§ Task prompt
Every entry should be given again exactly, with nothing dropped.

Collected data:
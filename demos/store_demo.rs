use env_logger::Env;
use labelstore::metadata::database_store::DatabaseStore;
use labelstore::metadata::store_trait::MetadataStore;
use labelstore::metadata::types::{BoundingBox, MetricValue, Metrics, TrainingStatus};
use labelstore::StoreConfig;
use log::info;
use std::env;
use std::fs;
use std::path::PathBuf;

fn main() {
    // Initialize logger (RUST_LOG can override; default to info)
    let _ = env_logger::Builder::from_env(Env::default().default_filter_or("info")).try_init();

    // Choose an output directory for the demo database
    let out_dir: PathBuf = env::var("STORE_DEMO_DIR")
        .map(PathBuf::from)
        .unwrap_or_else(|_| {
            env::current_dir()
                .expect("cwd")
                .join("target")
                .join("store_demo")
        });
    fs::create_dir_all(&out_dir).expect("create output dir");

    let db_path = out_dir.join("labelstore_demo.sqlite3");
    info!("Opening metadata store at {}", db_path.display());
    let store = DatabaseStore::open(&db_path, StoreConfig::default()).expect("open store");

    // An agent uploads two captured images
    let agent_id = store
        .register_agent("capture-host-01", "alice")
        .expect("register agent");
    let img1 = store
        .record_image(agent_id, "/data/captures/0001.jpg")
        .expect("record image 1");
    let img2 = store
        .record_image(agent_id, "/data/captures/0002.jpg")
        .expect("record image 2");
    info!("Agent {} uploaded images {} and {}", agent_id, img1, img2);

    // A labeling session annotates the first image
    let cat = store.ensure_label("cat").expect("ensure label cat");
    let dog = store.ensure_label("dog").expect("ensure label dog");
    // calling ensure_label again resolves to the same id
    assert_eq!(store.ensure_label("cat").expect("ensure again"), cat);
    store
        .add_label_metadata(img1, cat, BoundingBox::new(12.0, 8.0, 96.0, 77.0))
        .expect("annotate cat");
    store
        .add_label_metadata(img1, dog, BoundingBox::new(120.0, 30.0, 310.0, 240.0))
        .expect("annotate dog");
    info!(
        "Image {} now carries {} ground-truth annotations",
        img1,
        store.list_label_metadata(img1).expect("list metadata").len()
    );

    // The training orchestrator runs a job for a new model version
    let model_v1 = store.create_model("v1.0.0").expect("create model");
    let job = store.start_training_job(model_v1).expect("start job");
    let mut metrics = Metrics::new();
    metrics.insert(String::from("loss"), MetricValue::Number(0.042));
    metrics.insert(String::from("epochs"), MetricValue::Number(50.0));
    metrics.insert(
        String::from("optimizer"),
        MetricValue::Text(String::from("adamw")),
    );
    store
        .update_training_job(job, TrainingStatus::Completed, Some(metrics))
        .expect("complete job");
    store.activate_model(model_v1).expect("activate model");
    info!(
        "Model v1.0.0 trained and activated; job finished at {:?}",
        store
            .get_training_job(job)
            .expect("fetch job")
            .completed_at
    );

    // The inference service records detections for the second image,
    // including a class outside the curated vocabulary
    store
        .record_prediction(img2, BoundingBox::new(5.0, 5.0, 60.0, 44.0), "cat", 0.91)
        .expect("prediction 1");
    store
        .record_prediction(
            img2,
            BoundingBox::new(80.0, 10.0, 200.0, 150.0),
            "raccoon",
            0.33,
        )
        .expect("prediction 2");

    // Walk the store back out
    for agent in store.list_agents().expect("list agents") {
        info!(
            "agent {}@{} registered at {}",
            agent.username, agent.hostname, agent.created_at
        );
        for image in store.list_images(agent.id).expect("list images") {
            info!("  image {} ({})", image.file_path, image.id);
            for md in store.list_label_metadata(image.id).expect("list metadata") {
                let label = store.get_label(md.label_id).expect("get label");
                info!("    ground truth: {} at {:?}", label.name, md.bbox);
            }
            for p in store.list_predictions(image.id).expect("list predictions") {
                info!(
                    "    prediction: {} ({:.2}) at {:?}",
                    p.label, p.confidence, p.bbox
                );
            }
        }
    }
    let active = store.active_model().expect("active model");
    info!(
        "Active model: {:?}",
        active.map(|m| m.version)
    );

    // Export a JSON summary for inspection
    let labels = store.list_labels().expect("list labels");
    let summary_path = out_dir.join("labels.json");
    let json = serde_json::to_string_pretty(&labels).expect("serialize labels");
    fs::write(&summary_path, json).expect("write labels json");
    info!(
        "Demo complete. Inspect {} and {}",
        db_path.display(),
        summary_path.display()
    );
}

§ Written answer
filename demos/store_demo.rs
use env_logger::Env;
use labelstore::metadata::database_store::DatabaseStore;
use labelstore::metadata::store_trait::MetadataStore;
use labelstore::metadata::types::{BoundingBox, MetricValue, Metrics, TrainingStatus};
use labelstore::StoreConfig;
use log::info;
use std::env;
use std::fs;
use std::path::PathBuf;

fn main() {
    // Initialize logger (RUST_LOG can override; default to info)
    let _ = env_logger::Builder::from_env(Env::default().default_filter_or("info")).try_init();

    // Choose an output directory for the demo database
    let out_dir: PathBuf = env::var("STORE_DEMO_DIR")
        .map(PathBuf::from)
        .unwrap_or_else(|_| {
            env::current_dir()
                .expect("cwd")
                .join("target")
                .join("store_demo")
        });
    fs::create_dir_all(&out_dir).expect("create output dir");

    let db_path = out_dir.join("labelstore_demo.sqlite3");
    info!("Opening metadata store at {}", db_path.display());
    let store = DatabaseStore::open(&db_path, StoreConfig::default()).expect("open store");

    // An agent uploads two captured images
    let agent_id = store
        .register_agent("capture-host-01", "alice")
        .expect("register agent");
    let img1 = store
        .record_image(agent_id, "/data/captures/0001.jpg")
        .expect("record image 1");
    let img2 = store
        .record_image(agent_id, "/data/captures/0002.jpg")
        .expect("record image 2");
    info!("Agent {} uploaded images {} and {}", agent_id, img1, img2);

    // A labeling session annotates the first image
    let cat = store.ensure_label("cat").expect("ensure label cat");
    let dog = store.ensure_label("dog").expect("ensure label dog");
    // calling ensure_label again resolves to the same id
    assert_eq!(store.ensure_label("cat").expect("ensure again"), cat);
    store
        .add_label_metadata(img1, cat, BoundingBox::new(12.0, 8.0, 96.0, 77.0))
        .expect("annotate cat");
    store
        .add_label_metadata(img1, dog, BoundingBox::new(120.0, 30.0, 310.0, 240.0))
        .expect("annotate dog");
    info!(
        "Image {} now carries {} ground-truth annotations",
        img1,
        store.list_label_metadata(img1).expect("list metadata").len()
    );

    // The training orchestrator runs a job for a new model version
    let model_v1 = store.create_model("v1.0.0").expect("create model");
    let job = store.start_training_job(model_v1).expect("start job");
    let mut metrics = Metrics::new();
    metrics.insert(String::from("loss"), MetricValue::Number(0.042));
    metrics.insert(String::from("epochs"), MetricValue::Number(50.0));
    metrics.insert(
        String::from("optimizer"),
        MetricValue::Text(String::from("adamw")),
    );
    store
        .update_training_job(job, TrainingStatus::Completed, Some(metrics))
        .expect("complete job");
    store.activate_model(model_v1).expect("activate model");
    info!(
        "Model v1.0.0 trained and activated; job finished at {:?}",
        store
            .get_training_job(job)
            .expect("fetch job")
            .completed_at
    );

    // The inference service records detections for the second image,
    // including a class outside the curated vocabulary
    store
        .record_prediction(img2, BoundingBox::new(5.0, 5.0, 60.0, 44.0), "cat", 0.91)
        .expect("prediction 1");
    store
        .record_prediction(
            img2,
            BoundingBox::new(80.0, 10.0, 200.0, 150.0),
            "raccoon",
            0.33,
        )
        .expect("prediction 2");

    // Walk the store back out
    for agent in store.list_agents().expect("list agents") {
        info!(
            "agent {}@{} registered at {}",
            agent.username, agent.hostname, agent.created_at
        );
        for image in store.list_images(agent.id).expect("list images") {
            info!("  image {} ({})", image.file_path, image.id);
            for md in store.list_label_metadata(image.id).expect("list metadata") {
                let label = store.get_label(md.label_id).expect("get label");
                info!("    ground truth: {} at {:?}", label.name, md.bbox);
            }
            for p in store.list_predictions(image.id).expect("list predictions") {
                info!(
                    "    prediction: {} ({:.2}) at {:?}",
                    p.label, p.confidence, p.bbox
                );
            }
        }
    }
    let active = store.active_model().expect("active model");
    info!(
        "Active model: {:?}",
        active.map(|m| m.version)
    );

    // Export a JSON summary for inspection
    let labels = store.list_labels().expect("list labels");
    let summary_path = out_dir.join("labels.json");
    let json = serde_json::to_string_pretty(&labels).expect("serialize labels");
    fs::write(&summary_path, json).expect("write labels json");
    info!(
        "Demo complete. Inspect {} and {}",
        db_path.display(),
        summary_path.display()
    );
}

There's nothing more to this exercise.